Seaborn is a plotting library which provides us with plenty of options to visualize our data analysis. Based on matplotlib, seaborn enables us to quickly generate a neat and sleek visualization with sensible defaults with a single line of code. Most of our visualization needs during Exploratory Data Analysis (EDA) are adequately and easily handled by seaborn. However, one aspect which one may have found wanting with these plots is to be able to annotate these plots with values and other highlights which would more effectively bring out the story or insight you are trying to extract from the data.
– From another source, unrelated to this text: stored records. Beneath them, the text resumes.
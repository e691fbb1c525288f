//! Ledger module containing the account directory, costing, posting,
//! journal storage and reporting

pub mod account;
pub mod aggregate;
pub mod core;
pub mod costing;
pub mod journal;
pub mod posting;

pub use account::*;
pub use aggregate::*;
pub use self::core::*;
pub use costing::*;
pub use journal::*;
pub use posting::*;
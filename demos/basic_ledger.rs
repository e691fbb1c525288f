//! Basic ledger usage example

use backoffice_ledger::{
    observability, patterns, BusinessEvent, Ledger, MemoryStorage, PurchaseInvoice, ReceiptItem,
    SalesInvoice, SalesItem, StockReceipt, StockUnit, TreasuryDirection, TreasuryTransaction,
    TrialBalanceLevel,
};
use bigdecimal::BigDecimal;
use chrono::NaiveDate;

#[tokio::main]
async fn main() -> Result<(), Box<dyn std::error::Error>> {
    observability::init();
    println!("Backoffice Ledger - Basic Example\n");

    let mut ledger = Ledger::new(MemoryStorage::new());

    // 1. Chart of accounts
    let accounts = ledger.setup_standard_chart_of_accounts().await?;
    println!("Chart of accounts: {} accounts", accounts.len());
    let provisioned = ledger.ensure_system_accounts().await?;
    println!("System accounts provisioned at startup: {}\n", provisioned.len());

    let day = |d: u32| NaiveDate::from_ymd_opt(2024, 3, d).ok_or("invalid date");

    // 2. Business events
    let opening = patterns::opening_balance(
        "OPEN-2024".to_string(),
        day(1)?,
        "11010101",
        "3101",
        BigDecimal::from(20000),
    )?;
    ledger.post_business_event(BusinessEvent::Manual(opening)).await?;

    let mut purchase = PurchaseInvoice::new("PUR-001", day(2)?, BigDecimal::from(3000));
    purchase.supplier_id = Some("SUP-1".to_string());
    purchase.tax = BigDecimal::from(420);
    ledger.post_business_event(BusinessEvent::PurchaseInvoice(purchase)).await?;

    ledger
        .post_business_event(BusinessEvent::StockReceipt(StockReceipt {
            reference_no: "GRN-001".to_string(),
            date: day(3)?,
            warehouse_id: "MAIN".to_string(),
            items: vec![ReceiptItem {
                product_id: "CHAIR".to_string(),
                quantity: BigDecimal::from(60),
                unit: StockUnit::Each,
                unit_cost: BigDecimal::from(50),
            }],
            supplier_document: Some("PUR-001".to_string()),
        }))
        .await?;

    let mut sale = SalesInvoice::new("INV-001", day(10)?, Some("CUST-1"));
    sale.items.push(SalesItem {
        product_id: "CHAIR".to_string(),
        warehouse_id: Some("MAIN".to_string()),
        quantity: BigDecimal::from(12),
        unit: StockUnit::Each,
        price: BigDecimal::from(1200),
    });
    sale.tax = BigDecimal::from(168);
    sale.discount = BigDecimal::from(50);
    let entry = ledger.post_business_event(BusinessEvent::SalesInvoice(sale)).await?;
    println!("Posted {} with {} lines:", entry.reference_no, entry.lines.len());
    for line in &entry.lines {
        println!(
            "  {:<10} Dr {:>10}  Cr {:>10}  {}",
            line.account_code,
            line.debit,
            line.credit,
            line.description.as_deref().unwrap_or("")
        );
    }

    ledger
        .post_business_event(BusinessEvent::TreasuryTransaction(TreasuryTransaction {
            reference_no: "RCV-001".to_string(),
            date: day(20)?,
            direction: TreasuryDirection::Inbound,
            treasury_account: None,
            target_account: "110201".to_string(),
            amount: BigDecimal::from(1000),
            description: Some("Partial payment from CUST-1".to_string()),
            cost_center: None,
        }))
        .await?;

    // 3. Reports
    let statement = ledger.statement("110201", Some(day(1)?), Some(day(31)?)).await?;
    println!("\nStatement of {} ({})", statement.account_code, statement.account_name);
    for row in &statement.rows {
        println!(
            "  {} {:<8} Dr {:>8} Cr {:>8} Balance {:>8}",
            row.date, row.reference_no, row.debit, row.credit, row.balance
        );
    }

    let trial_balance = ledger
        .trial_balance(TrialBalanceLevel::Roots, Some(day(1)?), Some(day(31)?))
        .await?;
    println!("\nTrial balance (roots):");
    for node in &trial_balance.rows {
        println!(
            "  {:<4} {:<12} Dr {:>10} Cr {:>10} Closing {:>10}",
            node.code, node.name, node.period_debit, node.period_credit, node.closing
        );
    }
    println!("  Balanced: {}", trial_balance.is_balanced);

    let dashboard = ledger.dashboard(day(1)?, day(31)?).await?;
    println!("\nDashboard");
    println!("  Sales:       {}", dashboard.period_sales);
    println!("  Cash:        {}", dashboard.cash);
    println!("  Receivables: {}", dashboard.receivables);
    println!("  Payables:    {}", dashboard.payables);
    println!("  Stock value: {}", dashboard.stock_value);

    // 4. Correcting a document
    ledger.reverse_by_reference("RCV-001").await?;
    let report = ledger.validate_integrity(day(31)?).await?;
    println!("\nIntegrity after deleting RCV-001: valid = {}", report.is_valid);

    Ok(())
}
//! Main ledger orchestrator that coordinates accounts, costing, posting and reporting

use bigdecimal::BigDecimal;
use chrono::NaiveDate;
use serde::{Deserialize, Serialize};
use std::collections::{BTreeMap, HashMap, HashSet};

use crate::config::LedgerConfig;
use crate::ledger::aggregate::*;
use crate::ledger::costing::{CostingEngine, StockBook, StockUnit};
use crate::ledger::posting::{
    BusinessEvent, IssueItem, PostingEngine, PostingOutcome, ReceiptItem, StockIssue, StockReceipt, StockTransfer,
};
use crate::ledger::{AccountDirectory, JournalStore};
use crate::traits::*;
use crate::types::*;

/// Main ledger system that orchestrates all accounting operations
pub struct Ledger<S: LedgerStorage> {
    storage: S,
    account_directory: AccountDirectory<S>,
    journal: JournalStore<S>,
    aggregator: BalanceAggregator<S>,
    costing: CostingEngine,
    config: LedgerConfig,
    reference_data: Box<dyn ReferenceData>,
}
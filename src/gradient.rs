//! Background synthesis: a field of elliptical Gaussian glows is shaped,
//! mapped through the theme's color ramp, and smoothed into an amorphous
//! green gradient.

use std::f32::consts::PI;

use crate::{
    blur,
    error::CardResult,
    surface::CardSurface,
    theme::{self, GlowBlob},
};

/// Sample the theme ramp at `t`. Out-of-range values clamp to the edge
/// stops; exact stop positions return exact stop colors.
pub fn sample_stops(t: f32) -> [u8; 3] {
    let stops = &theme::GRADIENT_STOPS;
    let t = t.clamp(0.0, 1.0);
    for pair in stops.windows(2) {
        let (lo, hi) = (pair[0], pair[1]);
        if t <= hi.pos {
            let span = hi.pos - lo.pos;
            let local = if span > 0.0 { (t - lo.pos) / span } else { 0.0 };
            return lerp_rgb(lo.rgb, hi.rgb, local);
        }
    }
    stops[stops.len() - 1].rgb
}

fn lerp_rgb(a: [u8; 3], b: [u8; 3], f: f32) -> [u8; 3] {
    let f = f.clamp(0.0, 1.0);
    let mut out = [0u8; 3];
    for c in 0..3 {
        let v = f32::from(a[c]) * (1.0 - f) + f32::from(b[c]) * f;
        out[c] = v.round() as u8;
    }
    out
}

/// Cosine S-curve on [0, 1]; steepens the contrast between the glow cores
/// and the dark surround.
pub fn shape(v: f32) -> f32 {
    0.5 - 0.5 * (v.clamp(0.0, 1.0) * PI).cos()
}

/// Per-pixel sum of the glow sources, normalized so the brightest pixel is
/// 1.0. An all-zero field stays zero (everywhere the dark edge stop).
pub fn glow_field(width: u32, height: u32) -> Vec<f32> {
    field_from_blobs(width, height, &theme::GLOW_BLOBS)
}

fn field_from_blobs(width: u32, height: u32, blobs: &[GlowBlob]) -> Vec<f32> {
    let mut field = vec![0.0f32; (width as usize) * (height as usize)];
    let mut max = 0.0f32;
    for y in 0..height {
        let ny = (y as f32 + 0.5) / height as f32;
        for x in 0..width {
            let nx = (x as f32 + 0.5) / width as f32;
            let mut sum = 0.0f32;
            for blob in blobs {
                let dx = (nx - blob.cx) / blob.sigma_x;
                let dy = (ny - blob.cy) / blob.sigma_y;
                sum += blob.weight * (-0.5 * (dx * dx + dy * dy)).exp();
            }
            field[(y * width + x) as usize] = sum;
            max = max.max(sum);
        }
    }
    if max > 0.0 {
        for v in &mut field {
            *v /= max;
        }
    }
    field
}

/// Fill a `width`x`height` surface with the shaped glow field mapped
/// through the color ramp, then blur it to remove banding.
pub fn synthesize(width: u32, height: u32) -> CardResult<CardSurface> {
    let field = glow_field(width, height);
    let mut surface = CardSurface::filled(width, height, [0, 0, 0, 255])?;

    // Full brightness lands on the brightest stop (0.50); darkness on the
    // 0.00 edge stop. The ramp is symmetric, so only its lower half is used.
    for (px, &v) in surface.data.chunks_exact_mut(4).zip(field.iter()) {
        let t = 0.5 * shape(v);
        let rgb = sample_stops(t);
        px[..3].copy_from_slice(&rgb);
    }

    surface.data = blur::blur_rgba8(
        &surface.data,
        width,
        height,
        theme::BLUR_RADIUS,
        theme::BLUR_SIGMA,
    )?;
    tracing::debug!(width, height, "gradient synthesized");
    Ok(surface)
}
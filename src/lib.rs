//! Generates 1200x630 Open Graph social cards for blog posts: a procedural
//! green gradient background with a crosshatch grid overlay, and the post's
//! hero image scaled and centered on top.

#![forbid(unsafe_code)]

pub mod blur;
pub mod composite;
pub mod error;
pub mod gradient;
pub mod grid;
pub mod hero;
pub mod output;
pub mod pipeline;
pub mod surface;
pub mod theme;

pub use error::{CardError, CardResult};
pub use output::{card_path, card_url, validate_slug};
pub use pipeline::generate_card;
pub use surface::CardSurface;
pub use theme::{CARD_HEIGHT, CARD_WIDTH};
//! Fixed design constants for the card: canvas size, the green gradient
//! ramp, glow placement, grid tint, and hero fit limits. All values mirror
//! the blog's CSS design system.

/// Output card width in pixels (Open Graph standard).
pub const CARD_WIDTH: u32 = 1200;
/// Output card height in pixels (Open Graph standard).
pub const CARD_HEIGHT: u32 = 630;

/// One entry of the piecewise-linear color ramp.
#[derive(Clone, Copy, Debug, PartialEq)]
pub struct ColorStop {
    /// Position in [0, 1].
    pub pos: f32,
    pub rgb: [u8; 3],
}

/// The CSS radial-gradient stops. Symmetric around the brightest lime at
/// 0.50; both extremes share the darkest green, so 0.0 and 1.0 are
/// interchangeable edge colors.
pub const GRADIENT_STOPS: [ColorStop; 11] = [
    ColorStop { pos: 0.00, rgb: [45, 90, 61] },    // #2d5a3d
    ColorStop { pos: 0.15, rgb: [58, 107, 71] },   // #3a6b47
    ColorStop { pos: 0.25, rgb: [74, 143, 92] },   // #4a8f5c
    ColorStop { pos: 0.35, rgb: [109, 179, 63] },  // #6db33f
    ColorStop { pos: 0.45, rgb: [124, 217, 46] },  // #7cd92e
    ColorStop { pos: 0.50, rgb: [173, 255, 47] },  // #adff2f
    ColorStop { pos: 0.55, rgb: [124, 217, 46] },  // #7cd92e
    ColorStop { pos: 0.65, rgb: [109, 179, 63] },  // #6db33f
    ColorStop { pos: 0.75, rgb: [74, 143, 92] },   // #4a8f5c
    ColorStop { pos: 0.85, rgb: [58, 107, 71] },   // #3a6b47
    ColorStop { pos: 1.00, rgb: [45, 90, 61] },    // #2d5a3d
];

/// A weighted elliptical Gaussian glow source, in coordinates relative to
/// the canvas (0..1 on both axes).
#[derive(Clone, Copy, Debug)]
pub struct GlowBlob {
    pub cx: f32,
    pub cy: f32,
    pub sigma_x: f32,
    pub sigma_y: f32,
    pub weight: f32,
}

/// Glow sources for the background field. The primary blob sits at
/// (30%, 50%), the center of the CSS ellipse; the secondary glows break up
/// the concentric look.
pub const GLOW_BLOBS: [GlowBlob; 4] = [
    GlowBlob { cx: 0.30, cy: 0.50, sigma_x: 0.34, sigma_y: 0.30, weight: 1.00 },
    GlowBlob { cx: 0.78, cy: 0.18, sigma_x: 0.26, sigma_y: 0.22, weight: 0.55 },
    GlowBlob { cx: 0.88, cy: 0.82, sigma_x: 0.22, sigma_y: 0.26, weight: 0.40 },
    GlowBlob { cx: 0.08, cy: 0.88, sigma_x: 0.20, sigma_y: 0.22, weight: 0.35 },
];

/// Crosshatch line spacing in pixels.
pub const GRID_STEP: u32 = 32;
/// Crosshatch tint, lime at low alpha (straight RGBA).
pub const GRID_TINT: [u8; 4] = [173, 255, 47, 45];

/// The hero may occupy at most this fraction of the canvas width.
pub const HERO_MAX_WIDTH_FRAC: f32 = 0.5;
/// The hero may be at most this tall, in pixels.
pub const HERO_MAX_HEIGHT: u32 = 480;

/// Post-fill blur that keeps the gradient amorphous (no visible banding).
pub const BLUR_RADIUS: u32 = 12;
pub const BLUR_SIGMA: f32 = 6.0;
Below, I will show you a couple of ways in which you can add annotations (eg. value of median in a box plot or the value corresponding to a barplot) to your plots.

First up, let us load the required libraries.

The basic python libraries required

We will use the in-built tips dataset from seaborn.

tips is an in-built data set for demo purposes included with seaborn
a snapshot of the tips dataset
Dimensions of the tips dataset

The tips dataset has 244 observations of 7 features that include the total bill amount, tip amount, gender of the person paying the bill, whether he/she is a smoker or not, day on which the meal was had, time (dinner/lunch) and size of the group having the meal.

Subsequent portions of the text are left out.